Competitividade e Inovação no Alentejo interior
A Terras Dentro-Associação para o Desenvolvimento Integrado, realizou um Webinar sobre Competitividade e Inovação no Alentejo interior. Refletir sobre os atuais desafios às políticas territoriais de desenvolvimento em meio rural e a relevância da liderança estratégica, capacitação organizacional e a dinamização de redes de atores foi o principal objetivo.
Raúl
Lopes, Professor do ISCTE-IUL, foi o orador convidado, e deixou logo um aviso
claro aos participantes, “a chave da competitividade hoje, é a capacidade de
inovação e a capacidade de incorporar conhecimento daquilo que se produz”.
Olhando para o papel da Globalização, e o seu impacto em regiões como o Alentejo, Raúl Lopes afirmou ser “um processo pluridimensional onde nem sempre é fácil estabelecer diálogo sobre este assunto porque os interlocutores falam linguagens diferentes”. E, devem entender, que a “globalização não é uma coisa simples, não é só comprar e vender no mercado internacional. Quando falamos de globalização, falamos de um novo paradigma da organização da economia mundial, um paradigma mais complexo onde os sistemas se interconectam”.
Segundo o especialista em Economia do Território, tendemos a olhar para a globalização mais como a afirmação de um conjunto de Mega empresas, as grandes multinacionais americanas ou mesmo alemãs, “mas quando fazemos um zoom sobre elas, vamos perceber que elas estão ancoradas territorialmente e não dispensam um forte relacionamento com o seu território de inserção.”
Mas ao lado destas megaempresas também encontramos espaço para pequenas unidades de produção, “são segmentos de atividade competitivos à escala mundial devido às dinâmicas de organização territorial, como por exemplo os vinhos do Alentejo, considerados como dos melhores do mundo, o que tem a ver com características específicas que emergem do território e dinâmicas organizacionais dos atores que permitiram alavancar a produção local para a colocar no mercado mundial e isto só acontece porque existe globalização, se assim não fosse, continuaríamos em mercado fechado”, afirmou o Professor Raúl Lopes.

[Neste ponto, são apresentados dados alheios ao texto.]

use std::path::PathBuf;

use anyhow::Context;
use futures::future::BoxFuture;
use tracing::debug;

use super::SourceError;
use crate::cache::PlacesRetriever;
use crate::models::Place;

/// Reads the full place list from a JSON file on every retrieval.
#[derive(Debug, Clone)]
pub struct JsonFileSource {
    path: PathBuf,
}

impl JsonFileSource {
    pub fn new(path: impl Into<PathBuf>) -> Self {
        Self { path: path.into() }
    }

    pub fn path(&self) -> &PathBuf {
        &self.path
    }

    pub async fn load(&self) -> Result<Vec<Place>, SourceError> {
        let contents = match tokio::fs::read_to_string(&self.path).await {
            Ok(contents) => contents,
            Err(e) if e.kind() == std::io::ErrorKind::NotFound => {
                return Err(SourceError::NotFound(self.path.display().to_string()));
            }
            Err(e) => return Err(e.into()),
        };
        let places: Vec<Place> = serde_json::from_str(&contents)?;
        debug!(path = %self.path.display(), count = places.len(), "Loaded places file");
        Ok(places)
    }
}

impl PlacesRetriever for JsonFileSource {
    fn retrieve(&self) -> BoxFuture<'_, anyhow::Result<Vec<Place>>> {
        Box::pin(async move {
            self.load()
                .await
                .with_context(|| format!("Failed to load places from {}", self.path.display()))
        })
    }
}
//! In-memory caching of place datasets.
//!
//! This module provides the `PlacesCache`, a lazily populated snapshot of
//! every place returned by a retriever, refreshed once its TTL elapses.
//! A single `PlacesCache` is shared by every view derived from the same
//! connector, so one refresh serves all of them.
//!
//! Each view keeps its own filtered copy of the current snapshot in a
//! `FilteredSnapshot`, rebuilt only when the shared snapshot changes.

pub mod filtered;
pub mod manager;

pub use filtered::FilteredSnapshot;
pub use manager::{system_clock, CacheSnapshot, Clock, PlacesCache, PlacesRetriever};
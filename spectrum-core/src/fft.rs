//! # Fixed-Point Complex FFT Module
//!
//! In-place radix-2 decimation-in-time FFT over parallel real/imaginary
//! arrays of fixed-point samples.
//!
//! ## Scaling
//! - **Forward**: every operand is halved on every pass. With `log2(n)`
//!   passes the output is the true transform divided by `n`, and the
//!   rounding error is spread across the passes. The returned shift is
//!   always 0.
//! - **Inverse**: fixed scaling is not possible, since two full-scale
//!   coefficients sum past the sample range. Before each pass the data is
//!   scanned and halved only if some magnitude exceeds a quarter of full
//!   scale. The number of halvings is returned; the true output is the
//!   result multiplied by `2^shift`.

use crate::error::FftError;
use crate::fixed::{fixmul, Fixed};
use crate::twiddle::{cosine, sine, LOG2_N_WAVE, N_WAVE};

/// Transform direction. Selects the scaling policy and the twiddle sign.
#[derive(Debug, Clone, Copy, PartialEq, Eq)]
pub enum Direction {
    /// Time to frequency, fixed `1/n` scaling.
    Forward,
    /// Frequency to time, data-dependent scaling.
    Inverse,
}

/// Checks that `order` is supported and returns the transform length.
pub(crate) fn transform_len(order: u32) -> Result<usize, FftError> {
    if order > LOG2_N_WAVE {
        return Err(FftError::LengthExceeded { order });
    }
    Ok(1 << order)
}

/// Performs a forward or inverse FFT of length `2^order` in place.
///
/// `re` and `im` hold the real and imaginary parts, both as input and as
/// result, in natural order.
///
/// # Returns
/// * `Ok(shift)` - left shift needed to restore true amplitude (0 for forward)
/// * `Err(FftError::LengthExceeded)` - `2^order > N_WAVE`
/// * `Err(FftError::BufferLength)` - a slice is not exactly `2^order` long
pub fn fix_fft<T: Fixed>(
    re: &mut [T],
    im: &mut [T],
    order: u32,
    direction: Direction,
) -> Result<u32, FftError> {
    let n = transform_len(order)?;
    for len in [re.len(), im.len()] {
        if len != n {
            return Err(FftError::BufferLength { expected: n, found: len });
        }
    }

    bit_reverse(re, im);
    Ok(butterfly_passes(re, im, direction))
}

/// Reorders both arrays so element `i` lands at the bit reversal of `i`.
///
/// `mr` carries the reversed counterpart of `m`; each step adds one at the
/// top bit and propagates the carry downward.
fn bit_reverse<T: Fixed>(re: &mut [T], im: &mut [T]) {
    let n = re.len();
    let nn = n - 1;
    let mut mr = 0;

    for m in 1..=nn {
        let mut l = n;
        loop {
            l >>= 1;
            if mr + l <= nn {
                break;
            }
        }
        mr = (mr & (l - 1)) + l;

        if mr > m {
            re.swap(m, mr);
            im.swap(m, mr);
        }
    }
}

/// True when an inverse pass has to halve the data to stay in range.
fn needs_rescale<T: Fixed>(re: &[T], im: &[T]) -> bool {
    re.iter()
        .zip(im)
        .any(|(r, i)| r.widen().abs() > T::QUARTER_SCALE || i.widen().abs() > T::QUARTER_SCALE)
}

fn butterfly_passes<T: Fixed>(re: &mut [T], im: &mut [T], direction: Direction) -> u32 {
    let n = re.len();
    let table = T::sine_table();
    let mut scale = 0;

    let mut l = 1;
    // Twiddle index step for the current pass is `1 << k`.
    let mut k = LOG2_N_WAVE - 1;
    while l < n {
        let shift = match direction {
            Direction::Forward => true,
            Direction::Inverse => {
                let shift = needs_rescale(re, im);
                if shift {
                    scale += 1;
                }
                shift
            }
        };

        // Every sample is halved exactly once during a shifted pass: once
        // as the upper operand directly, once as the lower operand through
        // the halved twiddle.
        let istep = l << 1;
        for m in 0..l {
            let w = m << k;
            debug_assert!(w < N_WAVE / 2);
            let mut wr = cosine(table, w).widen();
            let mut wi = -sine(table, w).widen();
            if direction == Direction::Inverse {
                wi = -wi;
            }
            if shift {
                wr >>= 1;
                wi >>= 1;
            }
            let (wr, wi) = (T::narrow(wr), T::narrow(wi));

            for i in (m..n).step_by(istep) {
                let j = i + l;
                let tr = T::narrow(fixmul(wr, re[j]).widen() - fixmul(wi, im[j]).widen());
                let ti = T::narrow(fixmul(wr, im[j]).widen() + fixmul(wi, re[j]).widen());
                let (tr, ti) = (tr.widen(), ti.widen());
                let mut qr = re[i].widen();
                let mut qi = im[i].widen();
                if shift {
                    qr >>= 1;
                    qi >>= 1;
                }
                re[j] = T::narrow(qr - tr);
                im[j] = T::narrow(qi - ti);
                re[i] = T::narrow(qr + tr);
                im[i] = T::narrow(qi + ti);
            }
        }
        k = k.saturating_sub(1);
        l = istep;
    }

    scale
}

#[cfg(test)]
mod tests {
    use super::*;

    #[test]
    fn quarter_rate_cosine_lands_in_bins_two_and_six() {
        let mut re: [i8; 8] = [100, 0, -100, 0, 100, 0, -100, 0];
        let mut im = [0i8; 8];

        let shift = fix_fft(&mut re, &mut im, 3, Direction::Forward).unwrap();

        assert_eq!(shift, 0);
        assert_eq!(re, [0, 0, 49, 0, 0, 0, 49, 0]);
        assert!(im.iter().all(|v| v.abs() <= 1), "imag: {:?}", im);
    }

    #[test]
    fn constant_input_goes_to_dc() {
        let mut re = [80i8; 16];
        let mut im = [0i8; 16];

        fix_fft(&mut re, &mut im, 4, Direction::Forward).unwrap();

        assert_eq!(re[0], 76);
        assert!(re[1..].iter().all(|&v| v == 0));
        assert!(im.iter().all(|&v| v == 0));
    }

    #[test]
    fn length_one_is_identity() {
        let mut re = [55i8];
        let mut im = [-3i8];
        assert_eq!(fix_fft(&mut re, &mut im, 0, Direction::Forward), Ok(0));
        assert_eq!(fix_fft(&mut re, &mut im, 0, Direction::Inverse), Ok(0));
        assert_eq!((re[0], im[0]), (55, -3));
    }

    #[test]
    fn oversized_order_leaves_buffers_untouched() {
        let mut re = [7i8; 8];
        let mut im = [-7i8; 8];

        let err = fix_fft(&mut re, &mut im, LOG2_N_WAVE + 1, Direction::Forward).unwrap_err();

        assert_eq!(err, FftError::LengthExceeded { order: LOG2_N_WAVE + 1 });
        assert_eq!(re, [7; 8]);
        assert_eq!(im, [-7; 8]);
    }

    #[test]
    fn mismatched_buffer_is_rejected() {
        let mut re = [1i16; 8];
        let mut im = [1i16; 4];
        assert_eq!(
            fix_fft(&mut re, &mut im, 3, Direction::Forward),
            Err(FftError::BufferLength { expected: 8, found: 4 })
        );
        assert_eq!(re, [1; 8]);
    }

    #[test]
    fn inverse_reports_shift_and_restores_q7_signal() {
        let input: [i8; 8] = [90, -40, 12, 70, -100, 33, 5, -64];
        let mut re = input;
        let mut im = [0i8; 8];

        fix_fft(&mut re, &mut im, 3, Direction::Forward).unwrap();
        let shift = fix_fft(&mut re, &mut im, 3, Direction::Inverse).unwrap();

        assert_eq!(shift, 1);
        for (out, orig) in re.iter().zip(input) {
            let restored = (*out as i32) << shift;
            assert!((restored - orig as i32).abs() <= 8, "{} vs {}", restored, orig);
        }
        assert!(im.iter().all(|&v| v == 0));
    }

    #[test]
    fn bit_reverse_permutes_indices() {
        let mut re: Vec<i16> = (0..16).collect();
        let mut im: Vec<i16> = (0..16).map(|v| -v).collect();

        bit_reverse(&mut re, &mut im);

        assert_eq!(re, [0, 8, 4, 12, 2, 10, 6, 14, 1, 9, 5, 13, 3, 11, 7, 15]);
        assert_eq!(im[1], -8);
    }

    #[test]
    fn inverse_of_small_spectrum_needs_no_shift() {
        let mut re = [10i16, 0, 0, 0];
        let mut im = [0i16; 4];
        let shift = fix_fft(&mut re, &mut im, 2, Direction::Inverse).unwrap();
        assert_eq!(shift, 0);
        assert_eq!(re, [10, 10, 10, 10]);
    }
}
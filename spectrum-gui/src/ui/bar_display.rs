//! # Bar Display Widget
//!
//! Draws one vertical bar per spectrum bin with a floating peak marker.
//! The DC bin is not drawn.

use iced::widget::canvas::{self, Geometry, Path};
use iced::widget::container;
use iced::{mouse, Color, Element, Point, Rectangle, Renderer, Size, Theme};
use spectrum_core::bars::{Bar, MAX_LEVEL};

const PEAK_MARKER_HEIGHT: f32 = 2.0;

pub struct BarDisplay {
    bars: Vec<Bar>,
}

impl BarDisplay {
    pub fn new(bars: Vec<Bar>) -> Self {
        Self { bars }
    }

    pub fn view(self) -> Element<'static, crate::Message> {
        container(
            canvas::Canvas::new(self)
                .width(iced::Length::Fill)
                .height(iced::Length::Fill),
        )
        .into()
    }
}

/// Pixel height of a level on a display `height` pixels tall.
fn scaled(level: u8, height: f32) -> f32 {
    level.min(MAX_LEVEL) as f32 / MAX_LEVEL as f32 * height
}

impl<Message> canvas::Program<Message> for BarDisplay {
    type State = ();

    fn draw(
        &self,
        _state: &Self::State,
        renderer: &Renderer,
        _theme: &Theme,
        bounds: Rectangle,
        _cursor: mouse::Cursor,
    ) -> Vec<Geometry> {
        let mut frame = canvas::Frame::new(renderer, bounds.size());

        let visible = self.bars.get(1..).unwrap_or_default();
        if !bounds.width.is_finite() || !bounds.height.is_finite() || visible.is_empty() {
            return vec![frame.into_geometry()];
        }

        let slot = bounds.width / visible.len() as f32;
        let bar_width = (slot - 1.0).max(1.0);

        for (i, bar) in visible.iter().enumerate() {
            let x = i as f32 * slot;

            let height = scaled(bar.level, bounds.height);
            if height > 0.0 {
                let body = Path::rectangle(
                    Point::new(x, bounds.height - height),
                    Size::new(bar_width, height),
                );
                frame.fill(&body, Color::from_rgb8(0x34, 0x98, 0xDB));
            }

            if bar.peak > 0 {
                let top = bounds.height - scaled(bar.peak, bounds.height);
                let marker = Path::rectangle(
                    Point::new(x, top.min(bounds.height - PEAK_MARKER_HEIGHT)),
                    Size::new(bar_width, PEAK_MARKER_HEIGHT),
                );
                frame.fill(&marker, Color::from_rgb8(0xE7, 0x4C, 0x3C));
            }
        }

        vec![frame.into_geometry()]
    }
}
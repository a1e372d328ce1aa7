//! # Bar Meter Module
//!
//! Turns a Q7 spectrum into display bars: per-bin power, log compression
//! to decibels and a decaying peak marker per bar.

use once_cell::sync::Lazy;

/// Highest compressed level, `round(20·log10(256))`.
pub const MAX_LEVEL: u8 = 48;

/// `max(1, round(20·log10(x + 1)))` for every `u8` power value.
///
/// Computed once on first use.
static DB_TABLE: Lazy<[u8; 256]> = Lazy::new(|| {
    let mut table = [0u8; 256];
    for (x, entry) in table.iter_mut().enumerate() {
        let db = (20.0 * ((x + 1) as f32).log10()).round() as u8;
        *entry = db.max(1);
    }
    table
});

/// A single display bar.
#[derive(Debug, Clone, Copy, Default, PartialEq, Eq)]
pub struct Bar {
    /// Compressed level of the latest frame, `1..=MAX_LEVEL`.
    pub level: u8,
    /// Peak marker, held above the level and decaying frame by frame.
    pub peak: u8,
}

/// Power of one bin: `(re² >> shift) + (im² >> shift)`, saturated to `u8`.
pub fn bin_power(re: i8, im: i8, shift: u32) -> u8 {
    let re = re as i32;
    let im = im as i32;
    let power = ((re * re) >> shift) + ((im * im) >> shift);
    power.min(u8::MAX as i32) as u8
}

/// Log-compresses a power value to a bar level in decibels.
#[inline]
pub fn compress(power: u8) -> u8 {
    DB_TABLE[power as usize]
}

/// Keeps one [`Bar`] per spectrum bin across frames.
#[derive(Debug, Clone)]
pub struct BarMeter {
    bars: Vec<Bar>,
    power_shift: u32,
    decay_step: u8,
}

impl BarMeter {
    pub fn new(bins: usize, power_shift: u32, decay_step: u8) -> Self {
        Self {
            bars: vec![Bar::default(); bins],
            power_shift,
            decay_step,
        }
    }

    /// Feeds one frame of bins in the packed layout (real parts in the first
    /// half, imaginary parts in the second).
    pub fn update(&mut self, spectrum: &[i8]) -> &[Bar] {
        let (re, im) = spectrum.split_at(spectrum.len() / 2);

        for ((bar, &re), &im) in self.bars.iter_mut().zip(re).zip(im) {
            bar.level = compress(bin_power(re, im, self.power_shift));
            if bar.level > bar.peak {
                bar.peak = bar.level;
            } else if bar.peak > 1 {
                // Never decays into the bar.
                bar.peak = bar.peak.saturating_sub(self.decay_step).max(bar.level);
            } else {
                bar.peak = 0;
            }
        }

        &self.bars
    }

    pub fn bars(&self) -> &[Bar] {
        &self.bars
    }

    pub fn decay_step(&self) -> u8 {
        self.decay_step
    }

    pub fn set_decay_step(&mut self, decay_step: u8) {
        self.decay_step = decay_step;
    }

    /// Drops all levels and peaks, e.g. after an input switch.
    pub fn reset(&mut self) {
        self.bars.fill(Bar::default());
    }
}
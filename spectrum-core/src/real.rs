//! # Real-Signal FFT Module
//!
//! Transforms `n` real samples with an `n/2`-point complex FFT. The samples
//! are rearranged so that the complex engine sees the even samples as its
//! real part and the odd samples as its imaginary part, both held in the
//! caller's single buffer:
//!
//! ```text
//! [x0 x1 x2 x3 x4 x5 x6 x7]  ->  [x0 x2 x4 x6 | x1 x3 x5 x7]
//!                                 real half     imaginary half
//! ```
//!
//! The packed half-size spectrum is not yet the spectrum of the real
//! signal; [`split`] unmixes it.

use crate::error::FftError;
use crate::fft::{fix_fft, transform_len, Direction};
use crate::fixed::{mul_trunc, Fixed};
use crate::twiddle::{cosine, sine, N_WAVE};

/// Forward or inverse real FFT of `2^order` samples, in place.
///
/// Forward output is the packed half-size spectrum (real parts in the first
/// half, imaginary parts in the second); pass it through [`split`] to get
/// the true bins. Inverse input is a packed spectrum in that same layout,
/// and the output is the interleaved time signal.
///
/// # Returns
/// * `Ok(shift)` - left shift needed to restore true amplitude (0 for forward)
/// * `Err(FftError::OrderTooSmall)` - `order == 0`
/// * `Err(FftError::LengthExceeded)` - `2^order > N_WAVE`
/// * `Err(FftError::BufferLength)` - `samples` is not exactly `2^order` long
pub fn fix_fftr<T: Fixed>(
    samples: &mut [T],
    order: u32,
    direction: Direction,
) -> Result<u32, FftError> {
    if order == 0 {
        return Err(FftError::OrderTooSmall);
    }
    let n = transform_len(order)?;
    if samples.len() != n {
        return Err(FftError::BufferLength {
            expected: n,
            found: samples.len(),
        });
    }

    match direction {
        Direction::Forward => forward_path(samples, order),
        Direction::Inverse => inverse_path(samples, order),
    }
}

/// Deinterleave first, then transform.
fn forward_path<T: Fixed>(samples: &mut [T], order: u32) -> Result<u32, FftError> {
    deinterleave(samples);
    let (re, im) = samples.split_at_mut(samples.len() / 2);
    fix_fft(re, im, order - 1, Direction::Forward)
}

/// Transform first, then interleave back into time order.
fn inverse_path<T: Fixed>(samples: &mut [T], order: u32) -> Result<u32, FftError> {
    let (re, im) = samples.split_at_mut(samples.len() / 2);
    let shift = fix_fft(re, im, order - 1, Direction::Inverse)?;
    interleave(samples);
    Ok(shift)
}

/// Moves even samples to the first half and odd samples to the second.
fn deinterleave<T: Fixed>(samples: &mut [T]) {
    let half = samples.len() / 2;
    let mut evens = [T::default(); N_WAVE / 2];
    let mut odds = [T::default(); N_WAVE / 2];

    for (i, pair) in samples.chunks_exact(2).enumerate() {
        evens[i] = pair[0];
        odds[i] = pair[1];
    }
    samples[..half].copy_from_slice(&evens[..half]);
    samples[half..].copy_from_slice(&odds[..half]);
}

/// Inverse of [`deinterleave`].
fn interleave<T: Fixed>(samples: &mut [T]) {
    let half = samples.len() / 2;
    let mut evens = [T::default(); N_WAVE / 2];
    let mut odds = [T::default(); N_WAVE / 2];
    evens[..half].copy_from_slice(&samples[..half]);
    odds[..half].copy_from_slice(&samples[half..]);

    for (i, pair) in samples.chunks_exact_mut(2).enumerate() {
        pair[0] = evens[i];
        pair[1] = odds[i];
    }
}

/// Unpacks the forward output of [`fix_fftr`] into the first `n/2` bins of
/// the spectrum of the original `n` real samples.
///
/// With `Z` the packed half-size spectrum and `W = e^(-2πi·k/n)`:
///
/// ```text
/// X[k] = Z[k]·A[k] + conj(Z[n/2 - k])·B[k]
/// A[k] = (1 - iW) / 2
/// B[k] = (1 + iW) / 2
/// ```
///
/// `Z[n/2]` wraps around to `Z[0]`. Both buffers use the packed layout:
/// real parts in `[0, n/2)`, imaginary parts in `[n/2, n)`.
///
/// The output carries a gain of `2/n` against the exact transform, so bin 0
/// comes out at twice the mean of the input. A DC level above half of full
/// scale saturates at `FULL_SCALE`.
pub fn split<T: Fixed>(packed: &[T], output: &mut [T], n: usize) -> Result<(), FftError> {
    if n < 2 || !n.is_power_of_two() {
        return Err(FftError::UnsupportedLength { len: n });
    }
    if n > N_WAVE {
        return Err(FftError::LengthExceeded {
            order: n.trailing_zeros(),
        });
    }
    for len in [packed.len(), output.len()] {
        if len != n {
            return Err(FftError::BufferLength { expected: n, found: len });
        }
    }

    let half = n / 2;
    let step = N_WAVE / n;
    let table = T::sine_table();
    let (xr, xi) = packed.split_at(half);
    let (gr, gi) = output.split_at_mut(half);

    for i in 0..half {
        let s = sine(table, i * step).widen();
        let c = cosine(table, i * step).widen();
        let ar = (T::FULL_SCALE - s) >> 1;
        let ai = (-c) >> 1;
        let br = (T::FULL_SCALE + s) >> 1;
        let bi = c >> 1;

        let mirror = (half - i) % half;
        gr[i] = T::narrow(
            mul_trunc(xr[i], ar) - mul_trunc(xi[i], ai)
                + mul_trunc(xr[mirror], br)
                + mul_trunc(xi[mirror], bi),
        );
        gi[i] = T::narrow(
            mul_trunc(xi[i], ar) + mul_trunc(xr[i], ai) + mul_trunc(xr[mirror], bi)
                - mul_trunc(xi[mirror], br),
        );
    }

    Ok(())
}

#[cfg(test)]
mod tests {
    use super::*;

    #[test]
    fn deinterleave_and_interleave_are_inverse() {
        let mut samples: Vec<i8> = (0..8).collect();
        deinterleave(&mut samples);
        assert_eq!(samples, [0, 2, 4, 6, 1, 3, 5, 7]);
        interleave(&mut samples);
        assert_eq!(samples, [0, 1, 2, 3, 4, 5, 6, 7]);
    }

    #[test]
    fn order_zero_is_rejected() {
        let mut samples = [1i8];
        assert_eq!(
            fix_fftr(&mut samples, 0, Direction::Forward),
            Err(FftError::OrderTooSmall)
        );
    }

    #[test]
    fn oversized_order_leaves_samples_untouched() {
        let mut samples = vec![3i16; 512];
        assert_eq!(
            fix_fftr(&mut samples, 9, Direction::Forward),
            Err(FftError::LengthExceeded { order: 9 })
        );
        assert!(samples.iter().all(|&v| v == 3));
    }

    #[test]
    fn forward_constant_reconstructs_dc() {
        let mut samples = [50i8; 128];
        let mut bins = [0i8; 128];

        fix_fftr(&mut samples, 7, Direction::Forward).unwrap();
        split(&samples, &mut bins, 128).unwrap();

        assert_eq!(bins[0], 97);
        assert_eq!(bins[64], -1);
        assert!(bins[1..].iter().all(|v| v.abs() <= 1), "{:?}", bins);
    }

    #[test]
    fn dc_above_half_scale_saturates() {
        let unpack = |level: i8| {
            let mut samples = [level; 16];
            let mut bins = [0i8; 16];
            fix_fftr(&mut samples, 4, Direction::Forward).unwrap();
            split(&samples, &mut bins, 16).unwrap();
            bins
        };

        assert_eq!(unpack(60)[0], 117);
        assert_eq!(unpack(120)[0], i8::MAX);
        assert!(unpack(120)[1..8].iter().all(|&b| b == 0));
    }

    #[test]
    fn split_rejects_bad_lengths() {
        let packed = [0i8; 12];
        let mut out = [0i8; 12];
        assert_eq!(
            split(&packed, &mut out, 12),
            Err(FftError::UnsupportedLength { len: 12 })
        );
        assert_eq!(
            split(&packed[..8], &mut out, 8),
            Err(FftError::BufferLength { expected: 8, found: 12 })
        );
    }

    #[test]
    fn split_wraps_mirror_of_bin_zero() {
        // Packed DC term only: Z[0] = 0.5 + 0i.
        let mut packed = [0i16; 8];
        packed[0] = 16384;
        let mut out = [0i16; 8];

        split(&packed, &mut out, 8).unwrap();

        // X[0] = Re Z0 + Im Z0, everything else stays near zero.
        assert!((out[0] as i32 - 16384).abs() <= 2, "{:?}", out);
        assert!(out[1..].iter().all(|v| v.abs() <= 2), "{:?}", out);
    }
}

Depois da globalização não podemos falar em competitividade como se falava, desde logo porque se alterou o contexto. “Hoje, em dia as regiões não estão a competir com a sua região vizinha, mas sim à escala global com qualquer região que no contexto mundial tenha uma estrutura competitiva que a torne concorrente. Nós, hoje, temos que deixar de olhar para a região que está ao nosso lado, e olhar para a forma como podemos tirar oportunidades do mundo, ou como as dinâmicas da economia mundial condicionam as nossas apostas estratégicas. Ou seja, segundo Raúl Lopes, a globalização alterou radicalmente a lógica de suporte da vida das empresas a três níveis diferentes, mas complementares. Alterou o mercado de referência, o conceito de tempo e alterou ainda a lógica de gestão.
“Hoje em dia, mesmo que uma empresa não aposte na exportação, temos que nos preparar para enfrentar a concorrência mundial, porque as empresas de outros continentes virão colocar os seus produtos à venda na nossa rua. E, portanto, dessa forma sofremos essa concorrência mesmo que não se exporte”, diz o Professor Raúl Lopes.
A questão fundamental não é saber produzir, é saber vender no mercado global. Raúl Lopes, olha para o mercado do Alentejo e diz que “quem definir as suas estratégias na base de informação regional e local está condenado a sofrer muitos dissabores, porque o que comanda a dinâmica da procura das empresas nas mais variadas áreas, é a dinâmica do mercado mundial”. O desafio que se coloca às regiões não é o de concorrerem com as regiões vizinhas, mas cooperarem entre si. Mais do que homogeneizar, é preciso valorizar a diversidade e fazer dela um fator de coesão territorial.
Fernando
Romba, o Secretário Executivo da Comunidade Intermunicipal do Baixo Alentejo
(CIMBAL) nos comentários à intervenção do Professor Raúl Santos, salientou que
no Alentejo o “que faz falta é juntar as pontas soltas. Temos aqui muitas
infraestruturas e de facto o que falta às vezes para o território, é ter uma
estratégia que nos diga por onde ir e de facto cumprirmos essa estratégia”.
Fernando Romba deixou ainda as pistas para esta década da CIMBAL as quais vão ser à volta da agricultura e da agroindústria, do turismo e ainda da atividade mineira na região.